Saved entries
***

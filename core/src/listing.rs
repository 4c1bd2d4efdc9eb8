//! Filter, sort, include and pagination parameters of the product list,
//! restricted to allow-lists.
//!
//! Parameters use the bracket syntax of JSON:API style endpoints:
//! `filter[name]=pad,disc&sort=-created_at,name&include=brand&page[number]=2&page[size]=10`.

use crate::{CatalogError, Product, Result};
use serde::Serialize;
use std::cmp::Ordering;
use std::collections::HashMap;

/// Case-insensitive substring filters.
pub const PARTIAL_FILTERS: &[&str] = &["name", "description", "oem"];
pub const EXACT_FILTERS: &[&str] = &[
    "uuid",
    "category_uuid",
    "brand_uuid",
    "product_group_uuid",
    "article",
    "disabled",
    "price",
    "prop_value",
    "url_slug",
];
pub const SORTS: &[&str] = &["uuid", "name", "image_prefix", "created_at", "updated_at"];
pub const INCLUDES: &[&str] = &["brand", "filterValues", "productGroup", "category", "analogs"];

pub const DEFAULT_PAGE_SIZE: usize = 30;
pub const MAX_PAGE_SIZE: usize = 30;

#[derive(Debug, Clone, Copy, PartialEq, Eq)]
pub enum FilterKind {
    Partial,
    Exact,
}

#[derive(Debug, Clone, PartialEq)]
pub struct Filter {
    pub field: String,
    pub kind: FilterKind,
    /// Any of these values matches.
    pub values: Vec<String>,
}

impl Filter {
    pub fn matches(&self, product: &Product) -> bool {
        let Some(actual) = product.field_value(&self.field) else {
            return false;
        };
        match self.kind {
            FilterKind::Partial => {
                let actual = actual.to_lowercase();
                self.values.iter().any(|v| actual.contains(&v.to_lowercase()))
            }
            FilterKind::Exact if self.field == "price" => {
                let Ok(actual) = actual.parse::<f64>() else { return false };
                self.values.iter().any(|v| v.parse::<f64>().map(|v| v == actual).unwrap_or(false))
            }
            FilterKind::Exact if self.field == "disabled" => {
                self.values.iter().any(|v| normalize_flag(v) == Some(actual.as_str()))
            }
            FilterKind::Exact => self.values.iter().any(|v| *v == actual),
        }
    }
}

fn normalize_flag(value: &str) -> Option<&'static str> {
    match value {
        "1" | "true" => Some("1"),
        "0" | "false" => Some("0"),
        _ => None,
    }
}

#[derive(Debug, Clone, PartialEq, Eq)]
pub struct Sort {
    pub field: String,
    pub descending: bool,
}

#[derive(Debug, Clone, PartialEq)]
pub struct ListParams {
    pub filters: Vec<Filter>,
    pub sorts: Vec<Sort>,
    pub includes: Vec<String>,
    pub page: usize,
    pub per_page: usize,
}

impl Default for ListParams {
    fn default() -> Self {
        Self { filters: Vec::new(), sorts: Vec::new(), includes: Vec::new(), page: 1, per_page: DEFAULT_PAGE_SIZE }
    }
}

impl ListParams {
    /// Parses raw query-string pairs; parameters outside the allow-lists
    /// are rejected with [`CatalogError::InvalidQuery`]. Unrelated keys are ignored.
    pub fn from_query(params: &HashMap<String, String>) -> Result<Self> {
        let mut list = ListParams::default();
        let mut keys: Vec<&String> = params.keys().collect();
        keys.sort();
        for key in keys {
            let value = &params[key];
            if let Some(field) = bracketed(key, "filter") {
                list.filters.push(parse_filter(field, value)?);
            } else if key == "sort" {
                list.sorts = parse_sorts(value)?;
            } else if key == "include" {
                list.includes = parse_includes(value)?;
            } else if key == "page[number]" {
                list.page = parse_positive(key, value)?;
            } else if key == "page[size]" {
                list.per_page = parse_positive(key, value)?.min(MAX_PAGE_SIZE);
            }
        }
        Ok(list)
    }

    pub fn includes(&self, name: &str) -> bool {
        self.includes.iter().any(|i| i == name)
    }

    pub fn matches(&self, product: &Product) -> bool {
        self.filters.iter().all(|f| f.matches(product))
    }

    pub fn compare(&self, a: &Product, b: &Product) -> Ordering {
        for sort in &self.sorts {
            let ord = a.field_value(&sort.field).cmp(&b.field_value(&sort.field));
            let ord = if sort.descending { ord.reverse() } else { ord };
            if ord != Ordering::Equal {
                return ord;
            }
        }
        Ordering::Equal
    }

    /// Filters, sorts (stable) and cuts the requested page.
    pub fn apply(&self, products: Vec<Product>) -> Page<Product> {
        let mut matched: Vec<Product> = products.into_iter().filter(|p| self.matches(p)).collect();
        matched.sort_by(|a, b| self.compare(a, b));
        let total = matched.len();
        let data = matched
            .into_iter()
            .skip((self.page - 1).saturating_mul(self.per_page))
            .take(self.per_page)
            .collect();
        Page {
            data,
            meta: PageMeta {
                current_page: self.page,
                per_page: self.per_page,
                total,
                last_page: total.div_ceil(self.per_page).max(1),
            },
        }
    }
}

fn bracketed<'a>(key: &'a str, prefix: &str) -> Option<&'a str> {
    key.strip_prefix(prefix)?.strip_prefix('[')?.strip_suffix(']')
}

fn split_list(value: &str) -> impl Iterator<Item = &str> {
    value.split(',').map(str::trim).filter(|s| !s.is_empty())
}

fn parse_filter(field: &str, value: &str) -> Result<Filter> {
    let kind = if PARTIAL_FILTERS.contains(&field) {
        FilterKind::Partial
    } else if EXACT_FILTERS.contains(&field) {
        FilterKind::Exact
    } else {
        return Err(CatalogError::InvalidQuery(format!(
            "requested filter `{field}` is not allowed, allowed filters are {}",
            PARTIAL_FILTERS.iter().chain(EXACT_FILTERS).copied().collect::<Vec<_>>().join(", ")
        )));
    };
    Ok(Filter { field: field.to_string(), kind, values: split_list(value).map(str::to_string).collect() })
}

fn parse_sorts(value: &str) -> Result<Vec<Sort>> {
    split_list(value)
        .map(|item| {
            let (field, descending) = match item.strip_prefix('-') {
                Some(field) => (field, true),
                None => (item, false),
            };
            if !SORTS.contains(&field) {
                return Err(CatalogError::InvalidQuery(format!(
                    "requested sort `{field}` is not allowed, allowed sorts are {}",
                    SORTS.join(", ")
                )));
            }
            Ok(Sort { field: field.to_string(), descending })
        })
        .collect()
}

fn parse_includes(value: &str) -> Result<Vec<String>> {
    split_list(value)
        .map(|item| {
            if INCLUDES.contains(&item) {
                Ok(item.to_string())
            } else {
                Err(CatalogError::InvalidQuery(format!(
                    "requested include `{item}` is not allowed, allowed includes are {}",
                    INCLUDES.join(", ")
                )))
            }
        })
        .collect()
}

fn parse_positive(key: &str, value: &str) -> Result<usize> {
    match value.trim().parse::<usize>() {
        Ok(n) if n > 0 => Ok(n),
        _ => Err(CatalogError::InvalidQuery(format!("`{key}` must be a positive integer"))),
    }
}

#[derive(Debug, Clone, PartialEq, Serialize)]
pub struct PageMeta {
    pub current_page: usize,
    pub per_page: usize,
    pub total: usize,
    pub last_page: usize,
}

#[derive(Debug, Clone, PartialEq, Serialize)]
pub struct Page<T> {
    pub data: Vec<T>,
    pub meta: PageMeta,
}

impl<T> Page<T> {
    pub fn map<U, F: FnMut(T) -> U>(self, f: F) -> Page<U> {
        Page { data: self.data.into_iter().map(f).collect(), meta: self.meta }
    }
}

#[cfg(test)]
mod tests {
    use super::*;

    fn params(pairs: &[(&str, &str)]) -> HashMap<String, String> {
        pairs.iter().map(|(k, v)| (k.to_string(), v.to_string())).collect()
    }

    fn product(uuid: &str, name: &str) -> Product {
        Product::from_new(
            crate::NewProduct { uuid: uuid.into(), name: name.into(), ..Default::default() },
            "2024-01-01T00:00:00Z",
        )
    }

    #[test]
    fn rejects_unknown_filter_and_sort() {
        assert!(ListParams::from_query(&params(&[("filter[secret]", "x")])).is_err());
        assert!(ListParams::from_query(&params(&[("sort", "-price")])).is_err());
        assert!(ListParams::from_query(&params(&[("include", "owner")])).is_err());
        assert!(ListParams::from_query(&params(&[("page[size]", "0")])).is_err());
    }

    #[test]
    fn page_size_is_capped() {
        let list = ListParams::from_query(&params(&[("page[size]", "500")])).unwrap();
        assert_eq!(list.per_page, MAX_PAGE_SIZE);
    }

    #[test]
    fn partial_filter_is_case_insensitive_any_of() {
        let list = ListParams::from_query(&params(&[("filter[name]", "PAD,disc")])).unwrap();
        assert!(list.matches(&product("1", "Brake pads")));
        assert!(list.matches(&product("2", "Brake Disc")));
        assert!(!list.matches(&product("3", "Oil filter")));
    }

    #[test]
    fn sorts_and_paginates() {
        let list = ListParams::from_query(&params(&[("sort", "-name"), ("page[size]", "2"), ("page[number]", "2")]))
            .unwrap();
        let page = list.apply(vec![product("1", "a"), product("2", "c"), product("3", "b")]);
        assert_eq!(page.meta.total, 3);
        assert_eq!(page.meta.last_page, 2);
        assert_eq!(page.data.iter().map(|p| p.name.as_str()).collect::<Vec<_>>(), vec!["a"]);
    }
}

***

Search the entries for the string "products" and copy each line where it occurs.

* _Exercise answer_
    pub fn apply(&self, products: Vec<Product>) -> Page<Product> {
        let mut matched: Vec<Product> = products.into_iter().filter(|p| self.matches(p)).collect();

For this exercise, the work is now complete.